Smart hospital administrators and chief medical officers don't just take that "my patients are sicker" excuse at face value. They have found ways in recent years through ever more robust medical informatics methods to determine whether that was really the case. In most instances, the "my patients are sicker" reasoning didn't hold up under the increased scrutiny. Which is why they always laugh when the issue comes up in scuttlebutt about their relationships with some of their most difficult physician partners. The irony of hospital administrators using that same reasoning with this letter is why I laughed.

Look, to be fair, all the administrators (and 52 senators) are asking for is that patient severity be taken into account when this decision is being made. Their argument is that since more patients are being treated in outpatient environments, only the truly sick are admitted to hospitals for inpatient care. That makes sense, and it's logical, but just because something is logical and makes sense doesn't necessarily mean it's true.

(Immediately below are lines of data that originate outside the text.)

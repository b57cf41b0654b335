//! Basic CLI E2E tests.
//!
//! Tests invoke CLI commands via cargo run and verify outputs.

use std::process::Command;

/// Run a CLI command and return (stdout, stderr, exit code).
fn run_cli(args: &[&str]) -> (String, String, i32) {
    let output = Command::new("cargo")
        .args(["run", "-p", "studyroom-cli", "--"])
        .args(args)
        .output()
        .expect("Failed to execute CLI command");

    let stdout = String::from_utf8_lossy(&output.stdout).to_string();
    let stderr = String::from_utf8_lossy(&output.stderr).to_string();
    let code = output.status.code().unwrap_or(-1);

    (stdout, stderr, code)
}

#[test]
fn timer_settings_prints_json() {
    let (stdout, _, code) = run_cli(&["timer", "settings"]);
    assert_eq!(code, 0, "timer settings failed");
    let parsed: serde_json::Value =
        serde_json::from_str(&stdout).expect("settings output is JSON");
    assert!(parsed["focus_minutes"].is_number());
}

#[test]
fn stats_show_json_parses() {
    let (stdout, _, code) = run_cli(&["stats", "show", "--json"]);
    assert_eq!(code, 0, "stats show failed");
    let parsed: serde_json::Value = serde_json::from_str(&stdout).expect("stats output is JSON");
    assert_eq!(parsed["summary"]["sessions"], 23);
    assert_eq!(parsed["weekly"].as_array().unwrap().len(), 7);
}

#[test]
fn stats_show_plain_text() {
    let (stdout, _, code) = run_cli(&["stats", "show"]);
    assert_eq!(code, 0, "stats show failed");
    assert!(stdout.contains("Total study time"));
    assert!(stdout.contains("By subject"));
}

#[test]
fn leaderboard_list_json_is_ranked() {
    let (stdout, _, code) = run_cli(&["leaderboard", "list", "--json"]);
    assert_eq!(code, 0, "leaderboard list failed");
    let parsed: serde_json::Value =
        serde_json::from_str(&stdout).expect("leaderboard output is JSON");
    let rows = parsed.as_array().unwrap();
    assert_eq!(rows.len(), 10);
    assert_eq!(rows[0]["rank"], 1);
    assert_eq!(rows[0]["name"], "Alex Johnson");
}

#[test]
fn leaderboard_search_filters() {
    let (stdout, _, code) = run_cli(&["leaderboard", "list", "--search", "liu", "--json"]);
    assert_eq!(code, 0, "leaderboard search failed");
    let parsed: serde_json::Value = serde_json::from_str(&stdout).unwrap();
    let rows = parsed.as_array().unwrap();
    assert_eq!(rows.len(), 1);
    assert_eq!(rows[0]["rank"], 1);
    assert_eq!(rows[0]["handle"], "@liuw");
}

#[test]
fn leaderboard_subject_scope_filters() {
    let (stdout, _, code) = run_cli(&[
        "leaderboard",
        "list",
        "--scope",
        "subjects",
        "--subject",
        "Mathematics",
        "--json",
    ]);
    assert_eq!(code, 0, "leaderboard subject filter failed");
    let parsed: serde_json::Value = serde_json::from_str(&stdout).unwrap();
    assert_eq!(parsed.as_array().unwrap().len(), 3);
}

#[test]
fn leaderboard_unknown_scope_fails() {
    let (_, stderr, code) = run_cli(&["leaderboard", "list", "--scope", "galaxy"]);
    assert_eq!(code, 1);
    assert!(stderr.contains("unknown scope"));
}

#[test]
fn config_path_prints_location() {
    let (stdout, _, code) = run_cli(&["config", "path"]);
    assert_eq!(code, 0, "config path failed");
    assert!(stdout.trim().ends_with("config.toml"));
}
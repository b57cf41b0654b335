//! Core error types for studyroom-core.
//!
//! The engine itself has no I/O and therefore no I/O failure modes; errors
//! here come from configuration loading and from rejecting invalid settings
//! at configuration time.

use std::path::PathBuf;
use thiserror::Error;

/// Core error type for studyroom-core.
#[derive(Error, Debug)]
pub enum CoreError {
    /// Configuration-related errors
    #[error("Configuration error: {0}")]
    Config(#[from] ConfigError),

    /// Validation errors
    #[error("Validation error: {0}")]
    Validation(#[from] ValidationError),

    /// IO errors
    #[error("IO error: {0}")]
    Io(#[from] std::io::Error),

    /// Serialization/deserialization errors
    #[error("JSON error: {0}")]
    Json(#[from] serde_json::Error),
}

/// Configuration-specific errors.
#[derive(Error, Debug)]
pub enum ConfigError {
    /// Failed to load configuration
    #[error("Failed to load configuration from {path}: {message}")]
    LoadFailed { path: PathBuf, message: String },

    /// Failed to save configuration
    #[error("Failed to save configuration to {path}: {message}")]
    SaveFailed { path: PathBuf, message: String },

    /// Invalid configuration value
    #[error("Invalid configuration value for '{key}': {message}")]
    InvalidValue { key: String, message: String },

    /// Failed to parse configuration
    #[error("Failed to parse configuration: {0}")]
    ParseFailed(String),

    /// No config directory available on this platform
    #[error("Could not determine a configuration directory")]
    NoConfigDir,
}

/// Validation errors.
#[derive(Error, Debug)]
pub enum ValidationError {
    /// Invalid value
    #[error("Invalid value for '{field}': {message}")]
    InvalidValue { field: String, message: String },
}

/// Result type alias for CoreError
pub type Result<T, E = CoreError> = std::result::Result<T, E>;
//! Shared helpers for backend integration tests.
//!
//! Integration tests compile as separate crates, so the embedded cluster
//! bootstrap and database provisioning live here instead of being copied
//! into every suite.

pub mod cluster_skip;
pub mod embedded_postgres;
pub mod pg_embed;

pub use cluster_skip::handle_cluster_setup_failure;
pub use embedded_postgres::provision_template_database;

/// Render a `postgres` error with enough detail to be useful in CI logs.
///
/// `postgres::Error`'s `Display` collapses database errors to `db error`,
/// hiding the message and SQLSTATE.
pub fn format_postgres_error(error: &postgres::Error) -> String {
    let Some(db_error) = error.as_db_error() else {
        return error.to_string();
    };

    let mut summary = format!(
        "postgres error {:?}: {}",
        db_error.code(),
        db_error.message()
    );
    if let Some(detail) = db_error.detail() {
        summary.push_str("; detail: ");
        summary.push_str(detail);
    }
    summary
}
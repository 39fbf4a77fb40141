//! Database configuration loaded via OrthoConfig.
//!
//! Values layer from defaults, configuration files, `CONDUIT_DB_*`
//! environment variables, and command-line flags.

use std::time::Duration;

use ortho_config::OrthoConfig;
use serde::Deserialize;

use crate::outbound::persistence::PoolConfig;

/// Errors raised while turning settings into a usable configuration.
#[derive(Debug, Clone, PartialEq, Eq, thiserror::Error)]
pub enum SettingsError {
    /// No database URL was configured.
    #[error("database url is not configured; set CONDUIT_DB_URL or pass --url")]
    MissingUrl,
    /// The pool cannot hold any connections.
    #[error("max_connections must be at least 1")]
    EmptyPool,
}

/// Connection settings for the PostgreSQL repository.
#[derive(Debug, Clone, Deserialize, OrthoConfig)]
#[ortho_config(prefix = "CONDUIT_DB")]
pub struct DatabaseSettings {
    /// PostgreSQL connection URL.
    pub url: Option<String>,
    /// Upper bound on pooled connections.
    #[ortho_config(default = 10)]
    pub max_connections: u32,
    /// Idle connections kept warm; defaults to the pool's own floor.
    pub min_idle: Option<u32>,
    /// Seconds a checkout may wait for a free connection.
    #[ortho_config(default = 30)]
    pub connection_timeout_secs: u64,
}

impl DatabaseSettings {
    /// The configured URL.
    ///
    /// # Errors
    ///
    /// Returns [`SettingsError::MissingUrl`] when no URL was supplied.
    pub fn database_url(&self) -> Result<&str, SettingsError> {
        self.url
            .as_deref()
            .filter(|url| !url.trim().is_empty())
            .ok_or(SettingsError::MissingUrl)
    }

    /// Pool configuration derived from these settings.
    ///
    /// # Errors
    ///
    /// Returns [`SettingsError`] when the URL is missing or the pool size is
    /// zero.
    pub fn pool_config(&self) -> Result<PoolConfig, SettingsError> {
        if self.max_connections == 0 {
            return Err(SettingsError::EmptyPool);
        }
        let min_idle = self
            .min_idle
            .unwrap_or(PoolConfig::DEFAULT_MIN_IDLE)
            .min(self.max_connections);
        Ok(PoolConfig::new(self.database_url()?)
            .with_max_size(self.max_connections)
            .with_min_idle(Some(min_idle))
            .with_connection_timeout(Duration::from_secs(self.connection_timeout_secs)))
    }
}

#[cfg(test)]
mod tests {
    //! Unit tests for database configuration parsing.

    use super::*;
    use std::ffi::OsString;

    use env_lock::lock_env;
    use rstest::rstest;

    const VARS: [&str; 4] = [
        "CONDUIT_DB_URL",
        "CONDUIT_DB_MAX_CONNECTIONS",
        "CONDUIT_DB_MIN_IDLE",
        "CONDUIT_DB_CONNECTION_TIMEOUT_SECS",
    ];

    fn load_from_empty_args() -> DatabaseSettings {
        DatabaseSettings::load_from_iter([OsString::from("conduit-migrate")])
            .expect("config should load")
    }

    #[rstest]
    fn default_values_are_used_when_missing() {
        let _guard = lock_env(VARS.map(|name| (name, None::<String>)));

        let settings = load_from_empty_args();
        assert!(settings.url.is_none());
        assert_eq!(settings.max_connections, 10);
        assert!(settings.min_idle.is_none());
        assert_eq!(settings.connection_timeout_secs, 30);
        assert_eq!(settings.pool_config(), Err(SettingsError::MissingUrl));
    }

    #[rstest]
    fn environment_overrides_are_respected() {
        let _guard = lock_env([
            ("CONDUIT_DB_URL", Some("postgres://conduit@db/conduit".to_owned())),
            ("CONDUIT_DB_MAX_CONNECTIONS", Some("4".to_owned())),
            ("CONDUIT_DB_MIN_IDLE", Some("1".to_owned())),
            ("CONDUIT_DB_CONNECTION_TIMEOUT_SECS", Some("5".to_owned())),
        ]);

        let settings = load_from_empty_args();
        let pool = settings.pool_config().expect("complete settings");
        assert_eq!(pool.database_url(), "postgres://conduit@db/conduit");
        assert_eq!(pool.max_size(), 4);
        assert_eq!(pool.min_idle(), Some(1));
        assert_eq!(pool.connection_timeout(), Duration::from_secs(5));
    }

    #[rstest]
    fn idle_floor_never_exceeds_the_pool_size() {
        let _guard = lock_env([
            ("CONDUIT_DB_URL", Some("postgres://localhost/conduit".to_owned())),
            ("CONDUIT_DB_MAX_CONNECTIONS", Some("1".to_owned())),
            ("CONDUIT_DB_MIN_IDLE", None),
            ("CONDUIT_DB_CONNECTION_TIMEOUT_SECS", None),
        ]);

        let pool = load_from_empty_args()
            .pool_config()
            .expect("complete settings");
        assert_eq!(pool.min_idle(), Some(1));
    }

    #[rstest]
    fn zero_sized_pools_are_rejected() {
        let _guard = lock_env([
            ("CONDUIT_DB_URL", Some("postgres://localhost/conduit".to_owned())),
            ("CONDUIT_DB_MAX_CONNECTIONS", Some("0".to_owned())),
            ("CONDUIT_DB_MIN_IDLE", None),
            ("CONDUIT_DB_CONNECTION_TIMEOUT_SECS", None),
        ]);

        assert_eq!(
            load_from_empty_args().pool_config(),
            Err(SettingsError::EmptyPool)
        );
    }
}
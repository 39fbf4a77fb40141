//! Outbound adapters implementing the repository ports.
//!
//! - **persistence**: PostgreSQL-backed repository using Diesel ORM.
//! - **memory**: process-local repository with identical semantics, used
//!   where a database is not available.
//!
//! Adapters translate between domain aggregates and storage representations.
//! Aggregate rules live in `domain`.

pub mod memory;
pub mod persistence;
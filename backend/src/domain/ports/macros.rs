//! Helper macro for generating repository error enums.
//!
//! Each variant gets a snake_case constructor (`Query { message }` becomes
//! `query(message)`) whose `String` fields accept anything `Into<String>`,
//! and an `is_*` predicate so callers can branch on a kind without
//! destructuring fields they do not care about.

macro_rules! define_port_error {
    (@ctor $variant:ident) => {
        ::paste::paste! {
            pub fn [<$variant:snake>]() -> Self {
                Self::$variant
            }
        }
    };

    (@ctor $variant:ident { $($field:ident : $ty:ty),* $(,)? }) => {
        define_port_error!(@ctor_impl $variant () () $( $field : $ty, )*);
    };

    (@ctor_impl $variant:ident ($($params:tt)*) ($($inits:tt)*) ) => {
        ::paste::paste! {
            pub fn [<$variant:snake>]($($params)*) -> Self {
                Self::$variant { $($inits)* }
            }
        }
    };

    (@ctor_impl $variant:ident ($($params:tt)*) ($($inits:tt)*) $field:ident : $ty:ty, $($rest:tt)*) => {
        define_port_error!(
            @ctor_impl
            $variant
            ($($params)* $field: impl Into<$ty>,)
            ($($inits)* $field: $field.into(),)
            $($rest)*
        );
    };

    (@pred $variant:ident) => {
        ::paste::paste! {
            pub fn [<is_ $variant:snake>](&self) -> bool {
                matches!(self, Self::$variant { .. })
            }
        }
    };

    (
        $(#[$outer:meta])*
        pub enum $name:ident {
            $(
                $(#[$variant_meta:meta])*
                $variant:ident $( { $($field:ident : $ty:ty),* $(,)? } )? => $message:expr
            ),* $(,)?
        }
    ) => {
        $(#[$outer])*
        #[derive(Debug, Clone, PartialEq, Eq, thiserror::Error)]
        pub enum $name {
            $(
                $(#[$variant_meta])*
                #[error($message)]
                $variant $( { $($field : $ty),* } )?,
            )*
        }

        impl $name {
            $(
                define_port_error!(@ctor $variant $( { $($field : $ty),* } )?);
                define_port_error!(@pred $variant);
            )*
        }
    };
}

pub(crate) use define_port_error;

#[cfg(test)]
mod tests {
    use rstest::rstest;

    define_port_error! {
        pub enum LedgerError {
            Missing => "entry missing",
            Rejected { reason: String } => "entry rejected: {reason}",
            Overdrawn { reason: String, amount: u32 } => "overdrawn by {amount}: {reason}",
        }
    }

    #[rstest]
    fn unit_variants_get_nullary_constructors() {
        let err = LedgerError::missing();
        assert_eq!(err, LedgerError::Missing);
        assert_eq!(err.to_string(), "entry missing");
    }

    #[rstest]
    fn string_fields_accept_str() {
        let err = LedgerError::rejected("closed account");
        assert_eq!(err.to_string(), "entry rejected: closed account");
    }

    #[rstest]
    fn mixed_fields_keep_their_types() {
        let err = LedgerError::overdrawn("fees", 42_u32);
        assert_eq!(err.to_string(), "overdrawn by 42: fees");
    }

    #[rstest]
    fn predicates_ignore_fields() {
        let err = LedgerError::overdrawn("fees", 1_u32);
        assert!(err.is_overdrawn());
        assert!(!err.is_missing());
        assert!(!err.is_rejected());
        assert!(LedgerError::Missing.is_missing());
    }
}
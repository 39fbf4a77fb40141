//! Shared queries and row conversions for the Diesel repository.
//!
//! Every helper takes an explicit connection so callers decide whether it
//! runs inside a transaction. Diesel failures are mapped to
//! [`RepositoryError`] here; callers only deal with domain kinds.

use std::collections::{BTreeMap, BTreeSet};
use std::fmt;

use diesel::prelude::*;
use diesel_async::{AsyncPgConnection, RunQueryDsl};

use crate::domain::ports::RepositoryError;
use crate::domain::{
    Article, AuthorProfile, AuthoredArticle, Comment, CommentId, Email, Fanboy, PasswordHash,
    Slug, User, Username,
};

use super::diesel_error_mapping::map_diesel_error;
use super::models::{ArticleRow, CommentRow, NewArticleTagRow, UserRow};
use super::schema::{
    article_tags, articles, comments, favorited_articles, followed_users, user_passwords, users,
};

fn corrupt_row(field: &str, error: impl fmt::Display) -> RepositoryError {
    RepositoryError::query(format!("stored {field} is invalid: {error}"))
}

fn stored_email(raw: String) -> Result<Email, RepositoryError> {
    Email::new(raw).map_err(|err| corrupt_row("email", err))
}

/// Rebuild a domain user from its row and credential.
pub(crate) fn user_from_row(row: UserRow, hash: String) -> Result<User, RepositoryError> {
    let email = stored_email(row.email)?;
    let username = Username::new(row.username).map_err(|err| corrupt_row("username", err))?;
    let password = PasswordHash::new(hash).map_err(|err| corrupt_row("password hash", err))?;
    Ok(User::new(email, username, password)
        .with_bio(row.bio)
        .with_image(row.image))
}

/// Rebuild the public author projection from a user row.
pub(crate) fn profile_from_row(row: UserRow) -> Result<AuthorProfile, RepositoryError> {
    Ok(AuthorProfile {
        email: stored_email(row.email)?,
        username: Username::new(row.username).map_err(|err| corrupt_row("username", err))?,
        bio: row.bio,
        image: row.image,
    })
}

// ---------------------------------------------------------------------------
// Users
// ---------------------------------------------------------------------------

/// A user row joined with its credential.
pub(crate) async fn find_user_by_email(
    conn: &mut AsyncPgConnection,
    email: &Email,
) -> Result<Option<(UserRow, String)>, RepositoryError> {
    users::table
        .inner_join(user_passwords::table)
        .filter(users::email.eq(email.as_ref()))
        .select((UserRow::as_select(), user_passwords::hash))
        .first(conn)
        .await
        .optional()
        .map_err(map_diesel_error)
}

/// A user row joined with its credential, looked up by username.
pub(crate) async fn find_user_by_username(
    conn: &mut AsyncPgConnection,
    username: &Username,
) -> Result<Option<(UserRow, String)>, RepositoryError> {
    users::table
        .inner_join(user_passwords::table)
        .filter(users::username.eq(username.as_ref()))
        .select((UserRow::as_select(), user_passwords::hash))
        .first(conn)
        .await
        .optional()
        .map_err(map_diesel_error)
}

/// Surrogate id of the user with `email`.
pub(crate) async fn find_user_id(
    conn: &mut AsyncPgConnection,
    email: &Email,
) -> Result<Option<i64>, RepositoryError> {
    users::table
        .filter(users::email.eq(email.as_ref()))
        .select(users::id)
        .first(conn)
        .await
        .optional()
        .map_err(map_diesel_error)
}

/// Surrogate id of an author, failing with `NoAuthor` when unknown.
pub(crate) async fn require_author_id(
    conn: &mut AsyncPgConnection,
    email: &Email,
) -> Result<i64, RepositoryError> {
    find_user_id(conn, email)
        .await?
        .ok_or_else(RepositoryError::no_author)
}

/// Load a user with the emails they follow and the slugs they favorited.
///
/// Returns the user's surrogate id alongside the aggregate.
pub(crate) async fn load_fanboy(
    conn: &mut AsyncPgConnection,
    email: &Email,
) -> Result<Option<(i64, Fanboy)>, RepositoryError> {
    let Some((row, hash)) = find_user_by_email(conn, email).await? else {
        return Ok(None);
    };
    let user_id = row.id;

    let following: Vec<String> = followed_users::table
        .inner_join(users::table.on(users::id.eq(followed_users::followed_id)))
        .filter(followed_users::follower_id.eq(user_id))
        .select(users::email)
        .load(conn)
        .await
        .map_err(map_diesel_error)?;

    let favorites: Vec<String> = favorited_articles::table
        .inner_join(articles::table)
        .filter(favorited_articles::user_id.eq(user_id))
        .select(articles::slug)
        .load(conn)
        .await
        .map_err(map_diesel_error)?;

    let mut fanboy = Fanboy::new(user_from_row(row, hash)?);
    fanboy.following.replace(following);
    fanboy.favorites.replace(favorites);
    Ok(Some((user_id, fanboy)))
}

// ---------------------------------------------------------------------------
// Articles
// ---------------------------------------------------------------------------

/// An article row joined with its author row.
pub(crate) type ArticleWithAuthor = (ArticleRow, UserRow);

/// A stored article together with its surrogate id and author.
pub(crate) struct StoredArticle {
    pub id: i64,
    pub article: Article,
    pub author: AuthorProfile,
}

/// Article and author rows for `slug`.
pub(crate) async fn find_article_rows(
    conn: &mut AsyncPgConnection,
    slug: &Slug,
) -> Result<Option<ArticleWithAuthor>, RepositoryError> {
    articles::table
        .inner_join(users::table)
        .filter(articles::slug.eq(slug.as_ref()))
        .select((ArticleRow::as_select(), UserRow::as_select()))
        .first(conn)
        .await
        .optional()
        .map_err(map_diesel_error)
}

/// Load the article with `slug`, its tags, and its author.
pub(crate) async fn find_article(
    conn: &mut AsyncPgConnection,
    slug: &Slug,
) -> Result<Option<StoredArticle>, RepositoryError> {
    let Some(rows) = find_article_rows(conn, slug).await? else {
        return Ok(None);
    };
    let mut tags = load_tags(conn, &[rows.0.id]).await?;
    stored_article(rows, &mut tags).map(Some)
}

fn stored_article(
    (row, author): ArticleWithAuthor,
    tags: &mut BTreeMap<i64, BTreeSet<String>>,
) -> Result<StoredArticle, RepositoryError> {
    let author = profile_from_row(author)?;
    let slug = Slug::new(row.slug).map_err(|err| corrupt_row("slug", err))?;
    let article = Article::restore(
        slug,
        row.title,
        row.description,
        row.body,
        tags.remove(&row.id).unwrap_or_default(),
        author.email.clone(),
        row.created_at,
        row.updated_at,
    );
    Ok(StoredArticle {
        id: row.id,
        article,
        author,
    })
}

/// Turn joined rows into read projections, batching the tag and favorite
/// lookups. Input order is preserved.
pub(crate) async fn assemble_authored(
    conn: &mut AsyncPgConnection,
    rows: Vec<ArticleWithAuthor>,
) -> Result<Vec<AuthoredArticle>, RepositoryError> {
    let ids: Vec<i64> = rows.iter().map(|(article, _)| article.id).collect();
    let mut tags = load_tags(conn, &ids).await?;
    let counts = load_favorite_counts(conn, &ids).await?;

    rows.into_iter()
        .map(|rows| {
            let stored = stored_article(rows, &mut tags)?;
            Ok(AuthoredArticle {
                favorite_count: counts.get(&stored.id).copied().unwrap_or(0),
                article: stored.article,
                author: stored.author,
            })
        })
        .collect()
}

/// Tag sets keyed by article id.
pub(crate) async fn load_tags(
    conn: &mut AsyncPgConnection,
    article_ids: &[i64],
) -> Result<BTreeMap<i64, BTreeSet<String>>, RepositoryError> {
    if article_ids.is_empty() {
        return Ok(BTreeMap::new());
    }
    let rows: Vec<(i64, String)> = article_tags::table
        .filter(article_tags::article_id.eq_any(article_ids))
        .select((article_tags::article_id, article_tags::tag))
        .load(conn)
        .await
        .map_err(map_diesel_error)?;

    let mut tags: BTreeMap<i64, BTreeSet<String>> = BTreeMap::new();
    for (article_id, tag) in rows {
        tags.entry(article_id).or_default().insert(tag);
    }
    Ok(tags)
}

/// Favorite counts keyed by article id; articles nobody favorited are absent.
pub(crate) async fn load_favorite_counts(
    conn: &mut AsyncPgConnection,
    article_ids: &[i64],
) -> Result<BTreeMap<i64, u64>, RepositoryError> {
    if article_ids.is_empty() {
        return Ok(BTreeMap::new());
    }
    let rows: Vec<(i64, i64)> = favorited_articles::table
        .filter(favorited_articles::article_id.eq_any(article_ids))
        .group_by(favorited_articles::article_id)
        .select((
            favorited_articles::article_id,
            diesel::dsl::count_star(),
        ))
        .load(conn)
        .await
        .map_err(map_diesel_error)?;

    Ok(rows
        .into_iter()
        .map(|(article_id, count)| (article_id, count.unsigned_abs()))
        .collect())
}

/// Replace the stored tag set of an article.
pub(crate) async fn replace_tags(
    conn: &mut AsyncPgConnection,
    article_id: i64,
    tags: &BTreeSet<String>,
) -> Result<(), RepositoryError> {
    diesel::delete(article_tags::table.filter(article_tags::article_id.eq(article_id)))
        .execute(conn)
        .await
        .map_err(map_diesel_error)?;

    if tags.is_empty() {
        return Ok(());
    }
    let rows: Vec<NewArticleTagRow<'_>> = tags
        .iter()
        .map(|tag| NewArticleTagRow {
            article_id,
            tag: tag.as_str(),
        })
        .collect();
    diesel::insert_into(article_tags::table)
        .values(&rows)
        .execute(conn)
        .await
        .map_err(map_diesel_error)?;
    Ok(())
}

// ---------------------------------------------------------------------------
// Comments
// ---------------------------------------------------------------------------

/// Comments of an article in insertion order.
pub(crate) async fn load_comments(
    conn: &mut AsyncPgConnection,
    article_id: i64,
) -> Result<Vec<Comment>, RepositoryError> {
    let rows: Vec<(CommentRow, String)> = comments::table
        .inner_join(users::table.on(users::id.eq(comments::author_id)))
        .filter(comments::article_id.eq(article_id))
        .order(comments::id.asc())
        .select((CommentRow::as_select(), users::email))
        .load(conn)
        .await
        .map_err(map_diesel_error)?;

    rows.into_iter()
        .map(|(row, email)| comment_from_row(row, email))
        .collect()
}

/// Rebuild a domain comment from its row and its author's email.
pub(crate) fn comment_from_row(row: CommentRow, email: String) -> Result<Comment, RepositoryError> {
    Ok(Comment::restore(
        CommentId::new(row.id),
        row.body,
        stored_email(email)?,
        row.created_at,
    ))
}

Patient severity should be taken into account, but who's going to come up with a methodology that all parties agree with? And how long will that take?

Time is of the essence. The letter estimates that if the cuts are enacted beginning in 2011, as scheduled, hospitals will be out an estimated $3.7 billion compared with this year.

When even MedPAC itself estimates that hospitals are already being paid 5.9% less than the cost of care for Medicare beneficiaries, hospitals are understandably nervous about any further reduction in their revenues—especially because healthcare reform legislation seems to promise more of hospitals' revenue streams will depend on government reimbursement, which doesn't cover the true cost of care.

This is a first skirmish between hospitals and the new head of CMS. Despite his experience as the chief executive of the Institute for Healthcare Improvement, Don Berwick is an unknown quantity as the administrator of the largest payer in the land. It will be interesting to see whether he's prepared to do an end-run around the very members of Congress who can go behind his back and provide more funding for hospitals. Will "my patients are sicker" resound with him?

Philip Betbeze is the senior leadership editor at HealthLeaders.